Was it any wonder, then, if Charlotte was bright and womanly, and fond
and tender--Charlotte, who had never been humiliated by the shabbiness
of her clothes, and to whom the daily promenade had never been a shame
and a degradation by reason of obvious decay in the heels of her boots?
"If your father would dress you decently, and supply you with proper
boots, I could almost bring myself to keep you for nothing," Priscilla
had said to her reprobate kinsman's daughter; "but the more one does
for that man the less he will do himself; so the long and the short of
it is, that you will have to go back to him, for I cannot consent to
have such an expensive establishment as mine degraded by the shabbiness
of a relation."
Diana had been obliged to listen to such speeches as this very often
during her first residence at Hyde Lodge, and then, perhaps, within a
few minutes after Priscilla's lecture was concluded, Charlotte Halliday
would bound into the room, looking as fresh and bright as the morning,
and dressed in silk that rustled with newness and richness. Keenly as
Diana felt the difference between her friend's fortune and her own, she
did nevertheless in some manner return Charlotte's affection. Her
character was not to be altered all at once by this new atmosphere of
love and tenderness; but she loved her generous friend and companion
after her own fitful fashion, and defended her with passionate
indignation if any other girl dared to hint the faintest disparagement
of her graces or her virtues. She envied and loved her at the same
time. She would accept Charlotte's affection one day with unconcealed
pleasure, and revolt against it on the next day as a species of
patronage which stung her proud heart to the Quick.
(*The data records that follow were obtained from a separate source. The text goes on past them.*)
//! CLI: parse a UCD XML dump and report the seeded Atom table's size, as a
//! smoke test for the ordering/seeding pipeline before it's handed to an
//! ingester.

use clap::Parser;
use std::fs::File;
use std::io::BufReader;
use std::path::PathBuf;
use substrate_core::unicode::{AtomStore, UcdLoader};
use substrate_core::Result;

#[derive(Parser)]
#[command(about = "Seed the Atom table from a UCD XML dump")]
struct Args {
    /// Path to a `ucd.all.flat.xml` file
    #[arg(long, env = "UCD_XML_PATH")]
    ucd_xml: PathBuf,
}

#[tokio::main]
async fn main() -> Result<()> {
    let config = substrate_core::config::Config::from_env()?;
    config.init_logging();

    let args = Args::parse();
    let file = File::open(&args.ucd_xml)?;
    let records = UcdLoader::load_xml(BufReader::new(file))?;
    tracing::info!(codepoints = records.len(), "parsed UCD total order");

    let store = AtomStore::from_total_order(&records);
    tracing::info!(atoms = store.len(), "seeded Atom table");
    println!("seeded {} atoms from {} codepoints", store.len(), records.len());

    Ok(())
}
//! The substrate data model and the stateless compute service
//! that turns raw text into content-addressed entities positioned on S³.

mod models;
mod service;

pub use models::{
    Composition, CompositionSequence, Physicality, Relation, RelationEvidence, RelationRating,
    RelationSequence,
};
pub use service::{CachedComposition, ComputedComposition, ComputedRelation, SubstrateService};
"Keep your pity for people who ask you for it," she had exclaimed once
to poor bewildered Charlotte; "I am tired of being consoled and petted.
Go and talk to your prosperous friends, Miss Halliday; I am sick to
death of hearing about your new frocks, and your holidays, and the
presents your mamma is always bringing you."
And then when Charlotte looked at her friend with a sad perplexed face,
Diana relented, and declared that she was a wicked discontented
creature, unworthy of either pity or affection.
"I have had so much misery in my life, that I am very often inclined to
quarrel with happy people without rhyme or reason, or only because they
are happy," she said in explanation of her impatient temper.
"But who knows what happiness may be waiting for you in the future, Di?"
exclaimed Miss Halliday. "You will marry some rich man by-and-by, and
forget that you ever knew what poverty was."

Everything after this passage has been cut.